Long sunny days, gorgeous outdoor evenings and yep, you guessed what comes next...
“Is anyone else being eaten alive?”
Itchy bites are fairly common this time of year, says RPA’s Paediatric Staff Specialist Phil Coote.
“Keep an eye out for mosquitoes and midges and be aware they’ll bite any area of exposed skin,” Dr Coote says.
“Being outside in the evening is the prime-time for bug bites.”
“It’s best to dress yourself and your kids in long-sleeved clothing when outside and wear insect repellent,” he says.
Dr Coote says mosquito bites can be very irritating, but can also sometimes pass on disease to humans in tropical regions. He says thankfully mosquito-borne diseases such as Malaria, Dengue or Zika virus are not present in NSW.
Typically, bites from mosquitoes can be left alone – or if really itchy can be soothed with a little calamine lotion.
“It’s very rare but you should seek medical advice if you suspect the bite is from a big black spider,” Dr Coote says.
Redback spiders are always something to look out for says Dr Coote.
They’re poisonous and easily identifiable due to the red/orange stripe on their back.
“At first, there may be pain, redness and swelling at the bite site.
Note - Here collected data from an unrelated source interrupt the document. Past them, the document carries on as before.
//! Ordering strategies for catalog entities.
//!
//! Every comparator is a total order built on the base ordering: the
//! [`Sortable::sort_key`] compared with the collator (entities without a key
//! last, a leading "the " in any case ignored), then the raw name. Settings
//! add tie-breaks in front of it:
//!
//! | sort_alphanum | sort_albums_by_year | prohibit_sort_various | variable parent | albums ordered by |
//! |---------------|---------------------|-----------------------|-----------------|-------------------|
//! | off           | -                   | -                     | -               | key, digits as characters |
//! | on            | -                   | -                     | -               | key, digit runs as numbers |
//! | -             | off                 | -                     | -               | key |
//! | -             | on                  | off                   | -               | year, then key |
//! | -             | on                  | on                    | no              | year, then key |
//! | -             | on                  | on                    | yes             | key |
//!
//! Years ascend; albums without one follow those with one. Within an album,
//! files order by disc then track, a missing number before any explicit one.
//! Directories and album folders list before files and take part in year
//! ordering like albums.
//!
//! The `sort_*` helpers compute each entity's collation key once when the
//! factory runs on the built-in collator, and agree with the matching
//! `*_order` comparator.

use std::cmp::{Ordering, Reverse};
use std::sync::Arc;

use yomi_text::normalize;

use crate::collator::{CollationKey, Collator, JapaneseCollator};
use crate::config::SortSettings;
use crate::models::{Album, Artist, Genre, MediaFile, Playlist, SortCandidate};
use crate::sortable::{non_blank, Sortable};

/// Leading English article ignored when comparing sort keys.
const ARTICLE: &str = "the ";

/// `key` without a leading article in any case, unless nothing would be left.
fn without_article(key: &str) -> &str {
    match key.get(..ARTICLE.len()) {
        Some(head) if head.eq_ignore_ascii_case(ARTICLE) => {
            let rest = key[ARTICLE.len()..].trim_start();
            if rest.is_empty() {
                key
            } else {
                rest
            }
        }
        _ => key,
    }
}

/// Ascending years with missing years last; constant when year ordering is off.
fn year_rank(by_year: bool, year: Option<i32>) -> (bool, Option<i32>) {
    if by_year {
        (year.is_none(), year)
    } else {
        (false, None)
    }
}

/// Cached form of the base ordering. Variant order puts missing keys last.
#[derive(Debug, PartialEq, Eq, PartialOrd, Ord)]
enum BaseKey {
    Present(CollationKey, String),
    Missing,
}

#[derive(Debug, PartialEq, Eq, PartialOrd, Ord)]
struct CachedKey<P> {
    prefix: P,
    base: BaseKey,
    name: Option<String>,
}

#[derive(Clone)]
pub struct ComparatorFactory {
    collator: Arc<dyn Collator>,
    /// Present when keys can be precomputed for the `sort_*` helpers.
    key_collator: Option<JapaneseCollator>,
    settings: SortSettings,
}

impl std::fmt::Debug for ComparatorFactory {
    fn fmt(&self, f: &mut std::fmt::Formatter<'_>) -> std::fmt::Result {
        f.debug_struct("ComparatorFactory")
            .field("settings", &self.settings)
            .finish_non_exhaustive()
    }
}

impl ComparatorFactory {
    pub fn new(collator: Arc<dyn Collator>, settings: SortSettings) -> Self {
        Self {
            collator,
            key_collator: None,
            settings,
        }
    }

    /// Factory over the built-in [`JapaneseCollator`].
    pub fn japanese(settings: SortSettings) -> Self {
        let collator = JapaneseCollator::new();
        Self {
            collator: Arc::new(collator),
            key_collator: Some(collator),
            settings,
        }
    }

    pub fn settings(&self) -> &SortSettings {
        &self.settings
    }

    /// Compare two sort keys, numerically when alphanumeric mode is on.
    pub fn compare_keys(&self, a: &str, b: &str) -> Ordering {
        if self.settings.sort_alphanum {
            self.collator.compare_numeric(a, b)
        } else {
            self.collator.compare_strings(a, b)
        }
    }

    /// Base ordering shared by every entity kind.
    pub fn compare_base<T: Sortable + ?Sized>(&self, a: &T, b: &T) -> Ordering {
        let by_key = match (a.sort_key(), b.sort_key()) {
            (Some(x), Some(y)) => self.compare_keys(without_article(&x), without_article(&y)),
            (Some(_), None) => Ordering::Less,
            (None, Some(_)) => Ordering::Greater,
            (None, None) => Ordering::Equal,
        };
        by_key.then_with(|| a.name().cmp(&b.name()))
    }

    pub fn natural_order<T: Sortable + ?Sized>(&self) -> impl Fn(&T, &T) -> Ordering + '_ {
        move |a: &T, b: &T| self.compare_base(a, b)
    }

    pub fn artist_order(&self) -> impl Fn(&Artist, &Artist) -> Ordering + '_ {
        self.natural_order::<Artist>()
    }

    pub fn playlist_order(&self) -> impl Fn(&Playlist, &Playlist) -> Ordering + '_ {
        self.natural_order::<Playlist>()
    }

    pub fn album_order(&self) -> impl Fn(&Album, &Album) -> Ordering + '_ {
        self.album_order_for(None)
    }

    /// Album ordering for the albums of `artist`.
    pub fn album_order_for(
        &self,
        artist: Option<&Artist>,
    ) -> impl Fn(&Album, &Album) -> Ordering + '_ {
        let by_year = self.year_order_allowed(artist.and_then(|a| a.name()));
        move |a: &Album, b: &Album| {
            if by_year {
                self.compare_by_year(a, b)
            } else {
                self.compare_base(a, b)
            }
        }
    }

    /// Ordering for the children of `parent` in the directory tree.
    pub fn media_file_order(
        &self,
        parent: Option<&MediaFile>,
    ) -> impl Fn(&MediaFile, &MediaFile) -> Ordering + '_ {
        let by_year = self.year_order_allowed(parent.and_then(|p| p.name()));
        move |a: &MediaFile, b: &MediaFile| {
            let (a_container, b_container) = (a.kind.is_container(), b.kind.is_container());
            match (a_container, b_container) {
                (true, false) => Ordering::Less,
                (false, true) => Ordering::Greater,
                (true, true) if by_year => self.compare_by_year(a, b),
                (true, true) => self.compare_base(a, b),
                (false, false) => a
                    .disc_track()
                    .cmp(&b.disc_track())
                    .then_with(|| self.compare_base(a, b)),
            }
        }
    }

    /// Alphabetical, or by album count then song count (both descending).
    pub fn genre_order(&self, by_album_count: bool) -> impl Fn(&Genre, &Genre) -> Ordering + '_ {
        move |a: &Genre, b: &Genre| {
            if by_album_count {
                b.album_count
                    .cmp(&a.album_count)
                    .then_with(|| b.song_count.cmp(&a.song_count))
                    .then_with(|| self.compare_base(a, b))
            } else {
                self.compare_base(a, b)
            }
        }
    }

    pub fn sort_artists(&self, artists: &mut [Artist]) {
        self.sort_cached(artists, |_| (), self.artist_order());
    }

    pub fn sort_albums(&self, albums: &mut [Album], artist: Option<&Artist>) {
        let by_year = self.year_order_allowed(artist.and_then(|a| a.name()));
        self.sort_cached(
            albums,
            |album| year_rank(by_year, album.year),
            self.album_order_for(artist),
        );
    }

    pub fn sort_media_files(&self, files: &mut [MediaFile], parent: Option<&MediaFile>) {
        let by_year = self.year_order_allowed(parent.and_then(|p| p.name()));
        self.sort_cached(
            files,
            |file| {
                if file.kind.is_container() {
                    (false, year_rank(by_year, file.year), (None, None))
                } else {
                    (true, year_rank(false, None), file.disc_track())
                }
            },
            self.media_file_order(parent),
        );
    }

    pub fn sort_playlists(&self, playlists: &mut [Playlist]) {
        self.sort_cached(playlists, |_| (), self.playlist_order());
    }

    pub fn sort_genres(&self, genres: &mut [Genre], by_album_count: bool) {
        self.sort_cached(
            genres,
            |genre| {
                if by_album_count {
                    (Reverse(genre.album_count), Reverse(genre.song_count))
                } else {
                    (Reverse(0), Reverse(0))
                }
            },
            self.genre_order(by_album_count),
        );
    }

    pub fn sort_candidates(&self, candidates: &mut [SortCandidate]) {
        self.sort_cached(
            candidates,
            |_| (),
            self.natural_order::<SortCandidate>(),
        );
    }

    /// Sort by `prefix` then the base ordering, computing each key once.
    ///
    /// Falls back to `compare` when the collator cannot hand out keys.
    fn sort_cached<T, P>(
        &self,
        items: &mut [T],
        prefix: impl Fn(&T) -> P,
        compare: impl Fn(&T, &T) -> Ordering,
    ) where
        T: Sortable,
        P: Ord,
    {
        match &self.key_collator {
            Some(collator) => items.sort_by_cached_key(|item| CachedKey {
                prefix: prefix(item),
                base: self.base_key(collator, item),
                name: item.name().map(str::to_string),
            }),
            None => items.sort_by(compare),
        }
    }

    fn base_key<T: Sortable + ?Sized>(&self, collator: &JapaneseCollator, item: &T) -> BaseKey {
        match item.sort_key() {
            Some(key) => {
                let key = without_article(&key);
                BaseKey::Present(
                    collator.collation_key(key, self.settings.sort_alphanum),
                    key.to_string(),
                )
            }
            None => BaseKey::Missing,
        }
    }

    fn compare_by_year<T: Sortable + ?Sized>(&self, a: &T, b: &T) -> Ordering {
        let by_year = match (a.year(), b.year()) {
            (Some(x), Some(y)) => x.cmp(&y),
            (Some(_), None) => Ordering::Less,
            (None, Some(_)) => Ordering::Greater,
            (None, None) => Ordering::Equal,
        };
        by_year.then_with(|| self.compare_base(a, b))
    }

    fn year_order_allowed(&self, parent_name: Option<&str>) -> bool {
        if !self.settings.sort_albums_by_year {
            return false;
        }
        if !self.settings.prohibit_sort_various {
            return true;
        }
        let variable = non_blank(parent_name).is_some_and(|name| self.is_variable_name(name));
        if variable {
            tracing::trace!(parent = ?parent_name, "Year ordering disabled for variable parent");
        }
        !variable
    }

    /// Whether `name` starts with one of the configured variable prefixes.
    pub fn is_variable_name(&self, name: &str) -> bool {
        let name = normalize(name).to_lowercase();
        let name = name.trim_start();
        self.settings
            .variable_prefixes
            .iter()
            .map(|prefix| normalize(prefix).to_lowercase())
            .any(|prefix| !prefix.is_empty() && name.starts_with(&prefix))
    }
}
Wash the area with soap and water and apply antiseptic.”
“If there is severe pain, go straight to the closest emergency department,” Dr Coote says.
Bee, wasp and ant stings are also something can that be very painful and particularly common at this time of year.
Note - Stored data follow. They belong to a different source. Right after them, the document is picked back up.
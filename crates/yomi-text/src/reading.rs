//! Katakana reading generation.
//!
//! A reading is the phonetic form of a name used as its sort and search key.
//! Generation is best effort and never fails: ideographs the provider cannot
//! resolve stay in the reading as literal characters.

use std::fmt;
use std::sync::Arc;

use crate::dictionary::DictionaryProvider;
use crate::greek;
use crate::kana::{hiragana_to_katakana, to_katakana};
use crate::normalize::normalize;
use crate::script::{classify, ScriptFlags, ScriptKind};

/// Longest token, in characters, offered to a [`ReadingProvider`].
pub const MAX_TOKEN_CHARS: usize = 8;

/// Leading article dropped from non-Japanese readings.
const ENGLISH_ARTICLE: &str = "The ";

/// Source of readings for ideograph tokens.
///
/// Implementations must be cheap to query concurrently once built.
pub trait ReadingProvider: Send + Sync {
    /// Katakana (or hiragana) reading for `token`, or `None` if unknown.
    fn resolve_reading(&self, token: &str) -> Option<String>;
}

/// Whether `s` should be read as Japanese.
///
/// Any kana or ideograph makes a string readable. Otherwise Greek letters and
/// full-width forms count as Japanese-context input as long as half-width
/// Latin letters do not outnumber them. The check runs on the raw input:
/// width folding would erase the full-width signal.
pub fn is_japanese_readable(s: &str) -> bool {
    let mut wide = 0usize;
    let mut latin = 0usize;

    for c in s.chars() {
        match classify(c) {
            ScriptKind::Hiragana
            | ScriptKind::Katakana
            | ScriptKind::HalfWidthKana
            | ScriptKind::Ideograph => return true,
            ScriptKind::Greek | ScriptKind::FullWidth => wide += 1,
            ScriptKind::Latin => latin += 1,
            _ => {}
        }
    }

    wide > 0 && wide >= latin
}

/// `s` minus a leading `"The "`, unless nothing would be left.
fn strip_article(s: &str) -> &str {
    match s.strip_prefix(ENGLISH_ARTICLE) {
        Some(rest) if !rest.trim().is_empty() => rest,
        _ => s,
    }
}

/// Produces katakana readings through a shared [`ReadingProvider`].
#[derive(Clone)]
pub struct ReadingAnalyzer {
    provider: Arc<dyn ReadingProvider>,
}

impl fmt::Debug for ReadingAnalyzer {
    fn fmt(&self, f: &mut fmt::Formatter<'_>) -> fmt::Result {
        f.debug_struct("ReadingAnalyzer").finish_non_exhaustive()
    }
}

impl Default for ReadingAnalyzer {
    fn default() -> Self {
        Self::new(Arc::new(DictionaryProvider::builtin()))
    }
}

impl ReadingAnalyzer {
    pub fn new(provider: Arc<dyn ReadingProvider>) -> Self {
        Self { provider }
    }

    pub fn provider(&self) -> &dyn ReadingProvider {
        self.provider.as_ref()
    }

    /// Generate the reading of `s`.
    ///
    /// Non-Japanese input comes back normalized, minus a leading `"The "`.
    /// Japanese input has hiragana shifted to katakana, ideographs resolved
    /// through the provider (longest match first), Greek letters spelled out,
    /// and everything else kept literally.
    pub fn create_reading(&self, s: &str) -> String {
        let normalized = normalize(s);

        // Without kana or ideographs the article goes, whatever the width of
        // the input, so a reading fed back in comes out unchanged.
        let text = if ScriptFlags::of(&normalized).intersects(ScriptFlags::JAPANESE) {
            normalized.as_str()
        } else {
            strip_article(&normalized)
        };

        if !is_japanese_readable(s) {
            return text.to_string();
        }

        let chars: Vec<char> = text.chars().collect();
        let mut result = String::with_capacity(text.len() * 2);
        let mut i = 0;

        while i < chars.len() {
            let c = chars[i];
            match classify(c) {
                ScriptKind::Ideograph => {
                    if let Some((len, reading)) = self.longest_match(&chars[i..]) {
                        result.push_str(&reading);
                        i += len;
                        continue;
                    }
                    tracing::trace!(ideograph = %c, "No reading resolved, keeping literal");
                    result.push(c);
                }
                ScriptKind::Hiragana => result.push(hiragana_to_katakana(c)),
                ScriptKind::Greek => match greek::reading(c) {
                    Some(reading) => result.push_str(reading),
                    None => result.push(c),
                },
                _ => result.push(c),
            }
            i += 1;
        }

        result
    }

    /// Longest provider match starting at the head of `chars`.
    ///
    /// Windows span ideographs and kana so entries with okurigana can match.
    fn longest_match(&self, chars: &[char]) -> Option<(usize, String)> {
        let span = chars
            .iter()
            .take(MAX_TOKEN_CHARS)
            .take_while(|c| {
                matches!(
                    classify(**c),
                    ScriptKind::Ideograph | ScriptKind::Hiragana | ScriptKind::Katakana
                )
            })
            .count();

        (1..=span).rev().find_map(|len| {
            let token: String = chars[..len].iter().collect();
            self.provider
                .resolve_reading(&token)
                .filter(|reading| !reading.is_empty())
                .map(|reading| (len, to_katakana(&reading)))
        })
    }
}

#[cfg(test)]
mod tests {
    use std::collections::HashMap;

    use super::*;

    struct FakeProvider(HashMap<&'static str, &'static str>);

    impl ReadingProvider for FakeProvider {
        fn resolve_reading(&self, token: &str) -> Option<String> {
            self.0.get(token).map(|r| r.to_string())
        }
    }

    fn analyzer() -> ReadingAnalyzer {
        ReadingAnalyzer::default()
    }

    #[test]
    fn readability() {
        assert!(!is_japanese_readable("ABCDE"));
        assert!(!is_japanese_readable("bad communication"));
        assert!(!is_japanese_readable("ĆḊÉÁḂ"));
        assert!(!is_japanese_readable("10"));
        assert!(!is_japanese_readable("[Disc 3]"));
        assert!(!is_japanese_readable(""));
        assert!(is_japanese_readable("ＡＢＣＤＥ"));
        assert!(is_japanese_readable("福山雅治"));
        assert!(is_japanese_readable("犬とネコ"));
        assert!(is_japanese_readable("αβγ"));
        assert!(is_japanese_readable("ｱｲｳ"));
        assert!(is_japanese_readable("Mr.Children の歌"));
    }

    #[test]
    fn latin_dominates_stray_full_width() {
        assert!(!is_japanese_readable("The\u{3000}Alfee"));
        assert!(is_japanese_readable("ＡＢ C"));
    }

    #[test]
    fn kana_readings() {
        let a = analyzer();
        assert_eq!(a.create_reading("あいうえお"), "アイウエオ");
        assert_eq!(a.create_reading("ｱｲｳｴｵ"), "アイウエオ");
        assert_eq!(a.create_reading("つんく♂"), "ツンク♂");
        assert_eq!(a.create_reading("いうえおあ"), "イウエオア");
    }

    #[test]
    fn latin_passthrough() {
        let a = analyzer();
        assert_eq!(a.create_reading("ABCDE"), "ABCDE");
        assert_eq!(a.create_reading("bad communication"), "bad communication");
        assert_eq!(a.create_reading("ＡＢＣＤＥ"), "ABCDE");
        assert_eq!(a.create_reading("ĆḊÉÁḂ"), "ĆḊÉÁḂ");
        assert_eq!(a.create_reading("[Disc 3]"), "[Disc 3]");
    }

    #[test]
    fn leading_article() {
        let a = analyzer();
        assert_eq!(a.create_reading("The Alfee"), "Alfee");
        assert_eq!(a.create_reading("The\u{3000}Alfee"), "Alfee");
        assert_eq!(a.create_reading("the eabcd"), "the eabcd");
        assert_eq!(a.create_reading("Theatre"), "Theatre");
        assert_eq!(a.create_reading("The "), "The ");
    }

    #[test]
    fn full_width_article_stripped() {
        let a = analyzer();
        assert_eq!(a.create_reading("Ｔｈｅ Ａｌｆｅｅ"), "Alfee");
        assert_eq!(a.create_reading("The ＡＢＣ"), "ABC");
        assert_eq!(a.create_reading("The αβγ"), "アルファベータガンマ");
        assert_eq!(a.create_reading("The 奥田"), "The オクダ");
    }

    #[test]
    fn greek_letters() {
        assert_eq!(analyzer().create_reading("αβγ"), "アルファベータガンマ");
    }

    #[test]
    fn dictionary_readings() {
        let a = analyzer();
        assert_eq!(a.create_reading("奥田民生"), "オクダタミオ");
        assert_eq!(a.create_reading("福山雅治"), "フクヤママサハル");
        assert_eq!(a.create_reading("亜伊鵜絵尾"), "アイウエオ");
        assert_eq!(a.create_reading("犬とネコ"), "イヌトネコ");
    }

    #[test]
    fn unresolved_ideographs_pass_through() {
        assert_eq!(analyzer().create_reading("倖田來未"), "倖タ來ヒツジ");
    }

    #[test]
    fn digits_and_ascii_kept_literally() {
        let a = analyzer();
        assert_eq!(a.create_reading("第2期"), "ダイ2期");
        assert_eq!(a.create_reading("B'zのうた"), "B'zノウタ");
    }

    #[test]
    fn wave_dash_kept_in_place() {
        assert_eq!(analyzer().create_reading("夢～ゆめ"), "ユメ～ユメ");
    }

    #[test]
    fn provider_with_okurigana_entry() {
        let provider = FakeProvider(HashMap::from([("見る", "みる"), ("見", "ケン")]));
        let a = ReadingAnalyzer::new(Arc::new(provider));
        assert_eq!(a.create_reading("見る"), "ミル");
        assert_eq!(a.create_reading("見た"), "ケンタ");
    }

    #[test]
    fn empty_provider_degrades_to_literal() {
        let a = ReadingAnalyzer::new(Arc::new(FakeProvider(HashMap::new())));
        assert_eq!(a.create_reading("奥田民生"), "奥田民生");
        assert_eq!(a.create_reading("おくだ"), "オクダ");
    }

    #[test]
    fn idempotent_on_katakana_and_latin() {
        let a = analyzer();
        for s in [
            "あいうえお",
            "奥田民生",
            "αβγ",
            "The Alfee",
            "ABCDE",
            "シンディ ローパー",
            "Ｔｈｅ Ａｌｆｅｅ",
            "The ＡＢＣ",
            "The αβγ",
        ] {
            let once = a.create_reading(s);
            assert_eq!(a.create_reading(&once), once, "{s:?}");
        }
    }
}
“Remove the sting by pulling it out with tweezers, wash the area with water and apply ice to relieve the pain.”
“If your child has an allergic reaction and has side-effects such as a rash, vomiting or difficulty breathing, seek immediate medical attention,” he says.
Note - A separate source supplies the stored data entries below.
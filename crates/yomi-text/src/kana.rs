//! Kana conversion tables.

use crate::script::{classify, ScriptKind};

/// Full-width forms for U+FF66 (`ｦ`) through U+FF9D (`ﾝ`), in code point order.
const HALF_WIDTH_KATAKANA: [char; 56] = [
    'ヲ', 'ァ', 'ィ', 'ゥ', 'ェ', 'ォ', 'ャ', 'ュ', 'ョ', 'ッ', 'ー', 'ア', 'イ', 'ウ', 'エ', 'オ',
    'カ', 'キ', 'ク', 'ケ', 'コ', 'サ', 'シ', 'ス', 'セ', 'ソ', 'タ', 'チ', 'ツ', 'テ', 'ト', 'ナ',
    'ニ', 'ヌ', 'ネ', 'ノ', 'ハ', 'ヒ', 'フ', 'ヘ', 'ホ', 'マ', 'ミ', 'ム', 'メ', 'モ', 'ヤ', 'ユ',
    'ヨ', 'ラ', 'リ', 'ル', 'レ', 'ロ', 'ワ', 'ン',
];

/// Full-width katakana for a half-width katakana letter.
///
/// The half-width voicing marks (`ﾞ`, `ﾟ`) are not letters and return `None`;
/// the normalizer composes them with the preceding kana instead.
pub fn widen_half_width_katakana(c: char) -> Option<char> {
    let offset = (c as u32).checked_sub(0xFF66)?;
    HALF_WIDTH_KATAKANA.get(offset as usize).copied()
}

/// Combining voicing mark equivalent to a half-width or spacing mark.
pub fn combining_voicing_mark(c: char) -> Option<char> {
    match c {
        '\u{FF9E}' | '\u{309B}' | '\u{3099}' => Some('\u{3099}'),
        '\u{FF9F}' | '\u{309C}' | '\u{309A}' => Some('\u{309A}'),
        _ => None,
    }
}

/// Katakana for a hiragana character; anything else is returned as-is.
pub fn hiragana_to_katakana(c: char) -> char {
    match c {
        '\u{3041}'..='\u{3096}' | '\u{309D}' | '\u{309E}' => {
            char::from_u32(c as u32 + 0x60).unwrap_or(c)
        }
        _ => c,
    }
}

/// Convert every hiragana character in `s` to katakana.
pub fn to_katakana(s: &str) -> String {
    s.chars().map(hiragana_to_katakana).collect()
}

/// Full-size katakana for a small katakana (`ァ` → `ア`, `ヵ` → `カ`).
pub fn enlarge_small_katakana(c: char) -> Option<char> {
    match c {
        'ァ' | 'ィ' | 'ゥ' | 'ェ' | 'ォ' | 'ッ' | 'ャ' | 'ュ' | 'ョ' | 'ヮ' => {
            char::from_u32(c as u32 + 1)
        }
        'ヵ' => Some('カ'),
        'ヶ' => Some('ケ'),
        'ㇰ' => Some('ク'),
        'ㇱ' => Some('シ'),
        'ㇲ' => Some('ス'),
        'ㇳ' => Some('ト'),
        'ㇴ' => Some('ヌ'),
        'ㇵ' => Some('ハ'),
        'ㇶ' => Some('ヒ'),
        'ㇷ' => Some('フ'),
        'ㇸ' => Some('ヘ'),
        'ㇹ' => Some('ホ'),
        'ㇺ' => Some('ム'),
        'ㇻ' => Some('ラ'),
        'ㇼ' => Some('リ'),
        'ㇽ' => Some('ル'),
        'ㇾ' => Some('レ'),
        'ㇿ' => Some('ロ'),
        _ => None,
    }
}

/// Whether every character of `s` is kana (hiragana, katakana, `ー`).
pub fn is_kana(s: &str) -> bool {
    !s.is_empty()
        && s.chars()
            .all(|c| matches!(classify(c), ScriptKind::Hiragana | ScriptKind::Katakana))
}

#[cfg(test)]
mod tests {
    use super::*;

    #[test]
    fn half_width_table_covers_range() {
        assert_eq!(widen_half_width_katakana('ｦ'), Some('ヲ'));
        assert_eq!(widen_half_width_katakana('ｱ'), Some('ア'));
        assert_eq!(widen_half_width_katakana('ｰ'), Some('ー'));
        assert_eq!(widen_half_width_katakana('ﾝ'), Some('ン'));
        assert_eq!(widen_half_width_katakana('ﾞ'), None);
        assert_eq!(widen_half_width_katakana('A'), None);
    }

    #[test]
    fn hiragana_shift() {
        assert_eq!(to_katakana("あいうえお"), "アイウエオ");
        assert_eq!(to_katakana("ゔぁゝゞ"), "ヴァヽヾ");
        assert_eq!(to_katakana("つんく♂"), "ツンク♂");
        assert_eq!(to_katakana("ABC"), "ABC");
    }

    #[test]
    fn small_kana() {
        assert_eq!(enlarge_small_katakana('ァ'), Some('ア'));
        assert_eq!(enlarge_small_katakana('ッ'), Some('ツ'));
        assert_eq!(enlarge_small_katakana('ョ'), Some('ヨ'));
        assert_eq!(enlarge_small_katakana('ヶ'), Some('ケ'));
        assert_eq!(enlarge_small_katakana('ア'), None);
    }

    #[test]
    fn kana_only() {
        assert!(is_kana("オクダタミオ"));
        assert!(is_kana("ひらがなカタカナー"));
        assert!(!is_kana("倖タ"));
        assert!(!is_kana(""));
    }
}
With summer brings the peak tick season – which Dr Coote says we should all be aware of.
“Australian ticks bury themselves in the skin and release venom into the blood. Sometimes you may not know there is one on you or your child until symptoms start.”
“If there’s headache, blurred vision, weak limbs or unsteadiness while walking – make sure you check your child for a tick, it could be in a place where you might not normally look such as the hair.”
“If you do find one, use fine tipped tweezers to remove it and avoid squeezing the body of the tick. If you don’t think you got the whole tick, make sure to see your doctor,” Dr Coote says.